Howsumever, that is some folkses ways.
Wall, I'd a been a-lookin' at the panorama with one half of my mind and admirin' the beauty round me with the other half.
But at this minute—and it wuz lucky my eppisode had come to an end, for if there is anything I hate it is to be broke up in eppisodin'—my Josiah returned.
In front of Horticultural Hall is a flower terrace for out-door exhibits of loveliness,and then in front of that is the beautiful, cool water, and down in the centre of that, below the terrace, and its beauty, and vases, is a boat-landin'. The water did look dretful good to me after lookin' at so many gorgeous colors—more than any rainbow ever boasted of, enough sight—it did seem good to me to look down into them cool waters; and I sez to my pardner—
"The water does look dretful good and sort o' satisfyin', don't it, Josiah?"

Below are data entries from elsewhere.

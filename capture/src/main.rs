//! Stick Frames – terminal front end for the landmark pipeline.
//!
//! This binary:
//! 1. Reads configuration from `stickframes.conf` (defaults if absent)
//! 2. Probes the processing backend once
//! 3. Uploads a video file or records one from the webcam
//! 4. Saves the three landmark streams into `OUTPUT_DIR`

use std::path::PathBuf;
use std::rc::Rc;
use std::sync::atomic::{AtomicBool, Ordering};
use std::time::{Duration, Instant};

use anyhow::{bail, Context, Result};
use tracing::{info, warn};

use stickframes_capture::backend::{Backend, HttpBackend};
use stickframes_capture::camera::FfmpegCamera;
use stickframes_capture::object_url::ObjectUrls;
use stickframes_capture::orchestrator::{Delivery, Orchestrator};
use stickframes_capture::recording::CameraSection;
use stickframes_capture::sink::LandmarkBoard;
use stickframes_capture::status::{self, ServerStatus};
use stickframes_capture::upload::UploadSection;
use stickframes_common::config::{self, Config};

static SHUTDOWN: AtomicBool = AtomicBool::new(false);

const USAGE: &str = "usage: stickframes probe [CONFIG]
       stickframes upload <VIDEO> [CONFIG]
       stickframes record <SECONDS> [CONFIG]";

#[derive(Debug, PartialEq)]
enum Command {
    Probe,
    Upload(PathBuf),
    Record(Duration),
}

#[derive(Debug, PartialEq)]
struct Invocation {
    command: Command,
    config_path: PathBuf,
}

fn parse_args<I: IntoIterator<Item = String>>(args: I) -> Result<Invocation> {
    let mut args = args.into_iter();
    let command = match args.next().as_deref() {
        Some("probe") => Command::Probe,
        Some("upload") => {
            let path = args.next().context("upload needs a video path")?;
            Command::Upload(PathBuf::from(path))
        }
        Some("record") => {
            let secs: f64 = args
                .next()
                .context("record needs a duration in seconds")?
                .parse()
                .context("duration must be a number of seconds")?;
            let Ok(duration) = Duration::try_from_secs_f64(secs) else {
                bail!("duration must be a non-negative number of seconds");
            };
            Command::Record(duration)
        }
        Some(other) => bail!("unknown command `{other}`\n{USAGE}"),
        None => bail!("{USAGE}"),
    };

    let config_path = args
        .next()
        .map(PathBuf::from)
        .unwrap_or_else(|| PathBuf::from(Config::default_path()));
    if let Some(extra) = args.next() {
        bail!("unexpected argument `{extra}`\n{USAGE}");
    }

    Ok(Invocation {
        command,
        config_path,
    })
}

#[tokio::main(flavor = "current_thread")]
async fn main() -> Result<()> {
    tracing_subscriber::fmt()
        .with_env_filter(
            tracing_subscriber::EnvFilter::try_from_default_env()
                .unwrap_or_else(|_| "info".into()),
        )
        .init();

    let invocation = parse_args(std::env::args().skip(1))?;
    let config = config::load_or_default(&invocation.config_path).context("Config load failed")?;

    info!("Stick Frames starting (api_root={})", config.api_root);

    // ── ctrl-c ───────────────────────────────────────────────────────
    ctrlc::set_handler(move || {
        if SHUTDOWN.swap(true, Ordering::Relaxed) {
            std::process::exit(130);
        }
        info!("Shutdown signal received");
    })
    .context("Cannot set Ctrl-C handler")?;

    let local = tokio::task::LocalSet::new();
    local.run_until(run(invocation.command, config)).await
}

async fn run(command: Command, config: Config) -> Result<()> {
    let backend: Rc<dyn Backend> = Rc::new(HttpBackend::new(&config)?);

    // ── availability probe ───────────────────────────────────────────
    let mut server = status::spawn_probe(backend.clone());
    let server_status = server.resolved().await;

    let board = Rc::new(LandmarkBoard::new());
    let orchestrator = Rc::new(Orchestrator::new(backend, board.clone()));

    let delivery = match command {
        Command::Probe => {
            println!("Backend at {} is {server_status}", config.api_root);
            if server_status != ServerStatus::Running {
                bail!("backend unreachable");
            }
            return Ok(());
        }
        Command::Upload(path) => {
            let section =
                UploadSection::new(orchestrator, server.clone(), config.max_upload_bytes());
            section.select_file(&path).await?
        }
        Command::Record(duration) => {
            let camera = Rc::new(FfmpegCamera::from_config(&config));
            let section = CameraSection::new(
                camera,
                orchestrator,
                server.clone(),
                ObjectUrls::new(),
                &config.recording_mime,
            );
            let delivery = record_and_process(&section, duration).await;
            section.teardown();
            delivery?
        }
    };

    match delivery {
        Delivery::Delivered(_) => {
            for path in board.export_all(&config.output_dir)? {
                println!("{}", path.display());
            }
        }
        Delivery::Discarded => warn!("Result discarded"),
    }
    Ok(())
}

async fn record_and_process(section: &CameraSection, duration: Duration) -> Result<Delivery> {
    section.start_recording().await?;
    info!("Recording for {:.1}s (Ctrl-C stops early)", duration.as_secs_f64());

    // Poll so Ctrl-C can end the recording early and still upload it.
    let started = Instant::now();
    while started.elapsed() < duration && !SHUTDOWN.load(Ordering::Relaxed) {
        tokio::time::sleep(Duration::from_millis(100)).await;
    }

    section.stop_recording().await?;
    if let Some(preview) = section.preview() {
        info!("Recording ready ({preview})");
    }
    Ok(section.process().await?)
}
//! Error taxonomy of the capture-and-retrieval pipeline.
//!
//! Every variant's `Display` is the message shown to the user at the point of
//! failure.

use stickframes_common::landmarks::LandmarkKind;
use thiserror::Error;

use crate::controller::CaptureStatus;

#[derive(Debug, Error)]
pub enum PipelineError {
    #[error("Failed to access camera. Please ensure camera permissions are granted. ({0})")]
    Permission(String),

    #[error("Upload failed: {0}")]
    Upload(#[from] UploadError),

    #[error("Failed to fetch landmark data: {0}")]
    Retrieval(#[from] RetrievalError),

    #[error("Processing server is not running. Please start the server first.")]
    ServerUnavailable,

    #[error("A video is already being processed.")]
    Busy,

    #[error("Cannot {action} while {status}.")]
    InvalidState {
        action: &'static str,
        status: CaptureStatus,
    },
}

/// Failure of the ingest call (or of preparing its payload).
#[derive(Debug, Error)]
pub enum UploadError {
    #[error("{0}")]
    Transport(String),

    /// Non-success HTTP status, e.g. `503 Service Unavailable`.
    #[error("{0}")]
    Status(String),

    #[error("malformed response ({0})")]
    Malformed(String),

    #[error("file is {size} bytes, the maximum is {max} bytes")]
    TooLarge { size: u64, max: u64 },

    #[error("cannot read {path}: {reason}")]
    Read { path: String, reason: String },
}

/// Failure of one of the three landmark fetches.
#[derive(Debug, Error)]
pub enum RetrievalError {
    #[error("{kind} landmarks returned {status}")]
    Status { kind: LandmarkKind, status: String },

    #[error("{kind} landmarks: {reason}")]
    Transport { kind: LandmarkKind, reason: String },
}

impl RetrievalError {
    pub fn kind(&self) -> LandmarkKind {
        match self {
            Self::Status { kind, .. } | Self::Transport { kind, .. } => *kind,
        }
    }
}

pub type Result<T, E = PipelineError> = std::result::Result<T, E>;
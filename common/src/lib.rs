//! Types shared by the Stick Frames pipeline and its binary.

pub mod config;
pub mod landmarks;
pub mod protocol;
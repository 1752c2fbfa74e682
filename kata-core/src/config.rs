//! Environment configuration loading from .env files
//!
//! Loads configuration values from .env or environment variables.
//! Used by the `kata` binary for prompts, limits and log filtering.

use once_cell::sync::Lazy;
use serde::{Deserialize, Serialize};
use std::env;
use std::str::FromStr;

// Automatically load .env when config module is accessed
static DOTENV_INIT: Lazy<()> = Lazy::new(|| {
    let _ = dotenv::dotenv();
});

/// Ensure environment is loaded
#[inline]
fn ensure_loaded() {
    let _ = &*DOTENV_INIT;
}

fn var_or<T: FromStr>(key: &str, default: T) -> T {
    ensure_loaded();
    env::var(key)
        .ok()
        .and_then(|v| v.parse().ok())
        .unwrap_or(default)
}

/// Configuração dos adaptadores de linha de comando
#[derive(Debug, Clone, PartialEq, Serialize, Deserialize)]
pub struct KataConfig {
    /// Texto após o nome do prompt interativo
    pub prompt_suffix: String,
    /// Comando que encerra os loops interativos
    pub quit_word: String,
    /// Maior `max` aceito pelo crivo na CLI
    pub sieve_limit: i64,
    /// Quantidade de números aleatórios do exercício de vizinhos
    pub enclosing_size: usize,
    /// Filtro de log (sintaxe do `EnvFilter`)
    pub log_filter: String,
}

impl Default for KataConfig {
    fn default() -> Self {
        Self {
            prompt_suffix: "> ".to_string(),
            quit_word: "quit".to_string(),
            sieve_limit: 100_000_000,
            enclosing_size: 100,
            log_filter: "warn".to_string(),
        }
    }
}

impl KataConfig {
    /// Lê `KATA_*` do ambiente (e de `.env`), caindo nos defaults
    pub fn from_env() -> Self {
        let defaults = Self::default();
        Self {
            prompt_suffix: var_or("KATA_PROMPT_SUFFIX", defaults.prompt_suffix),
            quit_word: var_or("KATA_QUIT_WORD", defaults.quit_word),
            sieve_limit: var_or("KATA_SIEVE_LIMIT", defaults.sieve_limit),
            enclosing_size: var_or("KATA_ENCLOSING_SIZE", defaults.enclosing_size),
            log_filter: var_or("KATA_LOG", defaults.log_filter),
        }
    }

    /// Prompt completo para um loop nomeado, ex. `<FactorialQuoter> `
    pub fn prompt(&self, name: &str) -> String {
        if name.is_empty() {
            self.prompt_suffix.clone()
        } else {
            format!("<{}{}", name, self.prompt_suffix)
        }
    }
}

#[cfg(test)]
mod tests {
    use super::*;

    #[test]
    fn test_defaults() {
        let config = KataConfig::default();
        assert_eq!(config.quit_word, "quit");
        assert_eq!(config.sieve_limit, 100_000_000);
        assert_eq!(config.prompt("FactorialQuoter"), "<FactorialQuoter> ");
        assert_eq!(config.prompt(""), "> ");
    }

    #[test]
    fn test_unparseable_value_falls_back() {
        assert_eq!(var_or("KATA_TEST_SURELY_UNSET_VAR", 7usize), 7);
    }

    #[test]
    fn test_serde_roundtrip() {
        let config = KataConfig::default();
        let json = serde_json::to_string(&config).unwrap();
        let back: KataConfig = serde_json::from_str(&json).unwrap();
        assert_eq!(back, config);
    }
}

A bystander a-standin' by sez, "I guess if you would go into the south pavilion here and look at the display of wine you wouldn't talk about lookin' at water; why," sez he, "to say nothin' of the display of our own country, the exhibit of wine from France, Italy, Spain, and Germany is enough to set a man half crazy to look at."
I looked at him coldly—his nose wuz as red as fire—and I sez, "I hain't got no call to look at wine.